GREB1 encodes growth regulation by estrogen in breast cancer 1, a protein transcriptionally driven by estrogen-bound ER. Furthermore, GREB1 is a key factor of the canonical estrogen/ER signaling pathway [20]. Functionally, GREB1 is one of the most important tamoxifen/RU486-suppressed ER pathway downstream effectors, which indicates that GREB-rearranged tumors may respond to tamoxifen and RU486 [4, 21]. ESR1 encodes estrogen receptor 1, a ligand-dependent transcription factor. Binding with estrogen, ESR1 is not only essential for sexual development, reproductive function, and bone formation but is also involved in pathologic processes, including breast cancer, endometrial cancer, and osteoporosis. Several mutations in the ligand-binding domain of ESR1 have been found to be correlated with resistance to hormone therapy in ER-positive breast cancer [22, 23]. ESR1-rearranged UTROSCT may not be susceptible to an estrogen blockade because the ER ligand-binding domain is lost in fusions involving ESR1 (4). The partner genes of GREB1- or ESR1-rearranged UTROSCT, including NCOA1–3, NR4A3, SS18, and CTNNB1, all encode transcription factors, and the basic function of each, as reported previously [4], is listed in Table 2. Five cases of UTROSCT that are suspected to be related to tamoxifen treatment have been reported [24]; however, the molecular features of these tamoxifen treatment-related cases were not determined.
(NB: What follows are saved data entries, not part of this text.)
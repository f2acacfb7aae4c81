//! Calling-convention descriptors for downstream decompiler passes.
//!
//! A [`CallConvRegistry`] maps an ABI tag to a factory producing a
//! [`CallingConvention`] bound to a concrete architecture through the
//! [`Binding`] trait. The registry is an ordinary object constructed at
//! startup and threaded through the pipeline; there is no process-wide
//! state. After construction descriptors are pure data: ordered register
//! lists plus stack policy, queried by the parameter/return recovery
//! passes.

#![warn(missing_docs)]
#![deny(unsafe_code)]
#![deny(unused_must_use)]

mod aapcs64;
mod binding;
mod convention;
mod registry;
mod tag;

pub use aapcs64::aapcs64;
pub use binding::Binding;
pub use convention::{CallingConvention, CallingConventionBuilder, StackDirection};
pub use registry::CallConvRegistry;
pub use tag::CallConv;
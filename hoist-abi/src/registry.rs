use std::collections::HashMap;

use crate::{aapcs64, Binding, CallConv, CallingConvention};

/// Maps ABI tags to descriptor factories.
///
/// Construct one at startup and thread it through the pipeline. The
/// default registry knows the AAPCS64 factory; consumers targeting other
/// architectures register their own. Registration is last-writer-wins per
/// tag; creating a descriptor for an unregistered tag yields `None` rather
/// than an error, because an unknown ABI merely means the recovery passes
/// run without register-role hints.
pub struct CallConvRegistry<B: Binding> {
    factories: HashMap<CallConv, fn(&B) -> CallingConvention>,
}

impl<B: Binding> Default for CallConvRegistry<B> {
    fn default() -> Self {
        let mut registry = Self::empty();
        registry.register(CallConv::Arm64, aapcs64);
        registry
    }
}

impl<B: Binding> CallConvRegistry<B> {
    /// A registry with no factories at all.
    pub fn empty() -> Self {
        Self {
            factories: HashMap::new(),
        }
    }

    /// Register (or replace) the factory for a tag.
    pub fn register(&mut self, tag: CallConv, factory: fn(&B) -> CallingConvention) {
        self.factories.insert(tag, factory);
    }

    /// Whether a tag has a factory.
    pub fn is_registered(&self, tag: CallConv) -> bool {
        self.factories.contains_key(&tag)
    }

    /// Construct a descriptor for `tag` bound to `binding`.
    pub fn create(&self, tag: CallConv, binding: &B) -> Option<CallingConvention> {
        self.factories.get(&tag).map(|factory| factory(binding))
    }
}

impl<B: Binding> core::fmt::Debug for CallConvRegistry<B> {
    fn fmt(&self, f: &mut core::fmt::Formatter<'_>) -> core::fmt::Result {
        let mut tags: Vec<_> = self.factories.keys().collect();
        tags.sort();
        f.debug_struct("CallConvRegistry")
            .field("registered", &tags)
            .finish()
    }
}
//! Host configuration
//!
//! Configuration is stored as versioned JSON. Every field has a default, so
//! an empty object (`{}`) is a valid configuration.

use context_types::{TerminalSize, ValidationPolicy};
use editor_state::EditorState;
use serde::{Deserialize, Serialize};
use std::fs;
use std::path::Path;
use thiserror::Error;
use tracing::debug;

/// Result type for configuration operations
pub type ConfigResult<T> = Result<T, ConfigError>;

/// Errors that can occur while loading or saving configuration
#[derive(Debug, Error)]
pub enum ConfigError {
    #[error("Failed to read config: {0}")]
    Io(#[from] std::io::Error),

    #[error("Failed to serialize config: {0}")]
    SerializationFailed(String),

    #[error("Failed to deserialize config: {0}")]
    DeserializationFailed(String),

    #[error("Unsupported config version: {0}")]
    UnsupportedVersion(u32),
}

/// Context host configuration
#[derive(Debug, Clone, PartialEq, Eq, Serialize, Deserialize)]
#[serde(default, rename_all = "camelCase")]
pub struct HostConfig {
    /// Version of the config format (for future migrations)
    pub version: u32,
    /// What to do with inconsistent snapshots
    pub policy: ValidationPolicy,
    /// Cap on command history length, unlimited when absent
    pub history_limit: Option<usize>,
    /// Terminal size assumed until the first resize
    pub initial_terminal_size: TerminalSize,
}

impl HostConfig {
    /// Current version of the config format
    pub const CURRENT_VERSION: u32 = 1;

    pub fn new() -> Self {
        Self {
            version: Self::CURRENT_VERSION,
            policy: ValidationPolicy::Strict,
            history_limit: None,
            initial_terminal_size: TerminalSize::ZERO,
        }
    }

    pub fn with_policy(mut self, policy: ValidationPolicy) -> Self {
        self.policy = policy;
        self
    }

    pub fn with_history_limit(mut self, limit: usize) -> Self {
        self.history_limit = Some(limit);
        self
    }

    pub fn from_json_bytes(bytes: &[u8]) -> ConfigResult<Self> {
        let config: HostConfig = serde_json::from_slice(bytes)
            .map_err(|e| ConfigError::DeserializationFailed(e.to_string()))?;

        if config.version != Self::CURRENT_VERSION {
            return Err(ConfigError::UnsupportedVersion(config.version));
        }

        Ok(config)
    }

    pub fn to_json_bytes(&self) -> ConfigResult<Vec<u8>> {
        serde_json::to_vec_pretty(self).map_err(|e| ConfigError::SerializationFailed(e.to_string()))
    }

    /// Loads configuration from a JSON file
    pub fn load(path: impl AsRef<Path>) -> ConfigResult<Self> {
        let path = path.as_ref();
        let bytes = fs::read(path)?;
        let config = Self::from_json_bytes(&bytes)?;
        debug!(path = %path.display(), policy = %config.policy, "loaded host config");
        Ok(config)
    }

    /// Fresh editor state shaped by this configuration
    pub fn editor_state(&self) -> EditorState {
        let state = EditorState::new().with_terminal_size(self.initial_terminal_size);
        match self.history_limit {
            Some(limit) => state.with_history_limit(limit),
            None => state,
        }
    }
}

impl Default for HostConfig {
    fn default() -> Self {
        Self::new()
    }
}
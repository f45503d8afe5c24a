//! Live editor buffers

use context_types::{ColorRange, EditorBufferContext, EditorCursorContext, EditorWindow};

/// How a cursor is drawn
#[derive(Debug, Clone, Copy, PartialEq, Eq, Hash, Default)]
pub enum CursorForm {
    SteadyBar,
    #[default]
    SteadyBlock,
    SteadyUnderline,
}

impl CursorForm {
    pub fn as_char(&self) -> char {
        match self {
            CursorForm::SteadyBar => '|',
            CursorForm::SteadyBlock => '█',
            CursorForm::SteadyUnderline => '_',
        }
    }
}

/// Cursor with its position as `(column, row)`
#[derive(Debug, Clone, Copy, PartialEq, Eq)]
pub struct EditorCursor {
    pub position: (u16, u16),
    pub form: CursorForm,
}

impl EditorCursor {
    pub fn new(column: u16, row: u16) -> Self {
        Self {
            position: (column, row),
            form: CursorForm::default(),
        }
    }

    pub fn to_cursor_context(&self) -> EditorCursorContext {
        EditorCursorContext {
            position: self.position,
        }
    }
}

impl Default for EditorCursor {
    fn default() -> Self {
        Self::new(0, 0)
    }
}

/// Authoritative state of one buffer, owned by the editor core
///
/// Only part of it crosses the boundary; see [`EditorBuffer::to_buffer_context`].
#[derive(Debug, Clone, PartialEq, Eq)]
pub struct EditorBuffer {
    pub cursors: Vec<EditorCursor>,
    pub content: Vec<String>,
    pub colors: Vec<Vec<ColorRange>>,
    pub file_name: Option<String>,
    pub is_modified: bool,
    pub memory: Vec<String>,
    pub buffer_window: EditorWindow,
    /// Scroll offset as `(column, row)`
    pub pivot: (u16, u16),
    pub tab_width: u16,
}

impl EditorBuffer {
    pub fn new(buffer_window: EditorWindow, tab_width: u16) -> Self {
        Self {
            cursors: vec![EditorCursor::default()],
            content: vec![String::new()],
            colors: Vec::new(),
            file_name: None,
            is_modified: false,
            memory: vec![String::new()],
            buffer_window,
            pivot: (0, 0),
            tab_width,
        }
    }

    /// Builds a buffer from lines, expanding tabs to `tab_width` spaces
    pub fn from_lines<I, S>(lines: I, buffer_window: EditorWindow, tab_width: u16) -> Self
    where
        I: IntoIterator<Item = S>,
        S: AsRef<str>,
    {
        let indent = " ".repeat(tab_width as usize);
        let mut content: Vec<String> = lines
            .into_iter()
            .map(|line| line.as_ref().replace('\t', &indent))
            .collect();
        if content.is_empty() {
            content.push(String::new());
        }

        Self {
            content,
            ..Self::new(buffer_window, tab_width)
        }
    }

    pub fn with_file_name(mut self, file_name: impl Into<String>) -> Self {
        self.file_name = Some(file_name.into());
        self
    }

    pub fn line_count(&self) -> usize {
        self.content.len()
    }

    pub fn primary_cursor(&self) -> Option<&EditorCursor> {
        self.cursors.first()
    }

    /// Scrolls so the primary cursor stays inside the window
    pub fn adapt_pivot_to_cursor(&mut self) {
        let Some(cursor) = self.cursors.first().copied() else {
            return;
        };
        let (column, row) = cursor.position;
        let height = self.buffer_window.height();
        let width = self.buffer_window.width();

        if row > self.pivot.1.saturating_add(height) {
            self.pivot.1 = row - height;
        } else if row < self.pivot.1 {
            self.pivot.1 = row;
        }

        if column > self.pivot.0.saturating_add(width) {
            self.pivot.0 = column - width;
        } else if column < self.pivot.0 {
            self.pivot.0 = column;
        }
    }

    /// Transferable view of this buffer
    ///
    /// Cursor forms, scroll offset, file name and the modified flag stay in
    /// the core.
    pub fn to_buffer_context(&self) -> EditorBufferContext {
        EditorBufferContext {
            cursors: self.cursors.iter().map(EditorCursor::to_cursor_context).collect(),
            content: self.content.clone(),
            colors: self.colors.clone(),
            memory: self.memory.clone(),
            buffer_window: self.buffer_window,
            tab_width: self.tab_width,
        }
    }
}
The complicated mechanism underlying chromosome translocation involving different functional genes, prognosis, and response to tamoxifen is still unclear. Although hormonal treatment has not yet been explored for UTROSCT, such in vitro and in vivo research may be necessary.
Table 2
Function of partner genes related to GREB1 rearrangement
Gene | Encoded Protein | Basic Function |
CTNNB1 | β-Catenin | Crucial transcriptional factor in Wingless-Int (Wnt)/β-catenin signaling pathway; transcriptional coactivator for T-cell factor/lymphoid enhancer factor (TCF), and with its transactivation domain, activates transcription initiation, histone methyltransferases, chromatin modification, and transcription facilitation |
NCOA1-3 | Nuclear Receptor Coactivator 1–3 | Transcription factors: coactivate nuclear hormone receptors and mediate steroid/sex-hormone receptor pathways |
NR4A3 | Nuclear Receptor Subfamily 4 Group A Member 3 | Transcription factor: transcriptional activator of the steroid/thyroid hormone nuclear receptor family, with a role in regulating proliferation, survival, and differentiation |
SS18 | SS18 (or SSXT) | Transcription factor: transcriptional coactivator and a component of the SWI/SNF chromatin-remodeling complex |
In conclusion, we reported a case of recurrent UTROSCT in a 57-year-old woman with the GREB1-NCOA2 fusion gene. This case provides further evidence that uterine tumors with GREB1-rearrangement may have a high recurrence risk. Further studies are necessary to elucidate the clinical features of UTROSCT, especially the prognosis, potential treatments, and the range of possible molecular events.